:: THE TASK ::
For the entries that follow, give the number of lines holding the string "rendering" and nothing more.

== SUPPLIED RECORDS

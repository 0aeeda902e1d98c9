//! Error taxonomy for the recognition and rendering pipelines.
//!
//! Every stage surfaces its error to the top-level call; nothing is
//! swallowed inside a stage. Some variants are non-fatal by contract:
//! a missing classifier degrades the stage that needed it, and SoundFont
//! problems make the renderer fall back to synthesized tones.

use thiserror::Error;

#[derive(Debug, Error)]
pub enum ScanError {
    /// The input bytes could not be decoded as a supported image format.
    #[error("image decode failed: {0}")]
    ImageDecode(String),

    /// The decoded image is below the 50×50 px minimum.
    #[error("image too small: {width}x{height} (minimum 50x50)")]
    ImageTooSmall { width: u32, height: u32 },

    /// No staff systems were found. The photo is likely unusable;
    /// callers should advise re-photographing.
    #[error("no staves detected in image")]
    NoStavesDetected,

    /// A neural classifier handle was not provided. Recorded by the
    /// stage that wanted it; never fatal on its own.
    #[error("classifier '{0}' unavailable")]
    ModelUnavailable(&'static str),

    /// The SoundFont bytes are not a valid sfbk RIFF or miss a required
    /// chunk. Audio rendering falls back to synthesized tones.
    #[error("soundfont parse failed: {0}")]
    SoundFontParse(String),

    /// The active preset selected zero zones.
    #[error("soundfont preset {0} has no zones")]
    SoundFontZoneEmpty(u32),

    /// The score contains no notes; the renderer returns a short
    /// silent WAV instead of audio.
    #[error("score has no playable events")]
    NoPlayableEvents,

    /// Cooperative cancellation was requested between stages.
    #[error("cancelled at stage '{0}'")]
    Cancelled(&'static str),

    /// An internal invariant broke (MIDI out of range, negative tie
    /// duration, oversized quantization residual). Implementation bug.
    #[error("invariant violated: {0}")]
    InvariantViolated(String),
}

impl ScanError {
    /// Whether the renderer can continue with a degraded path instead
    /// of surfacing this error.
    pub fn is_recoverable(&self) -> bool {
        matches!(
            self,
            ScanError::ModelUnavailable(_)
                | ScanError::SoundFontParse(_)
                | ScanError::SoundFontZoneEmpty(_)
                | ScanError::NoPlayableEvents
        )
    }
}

====

:: OUTPUT FOR THIS TASK ::
2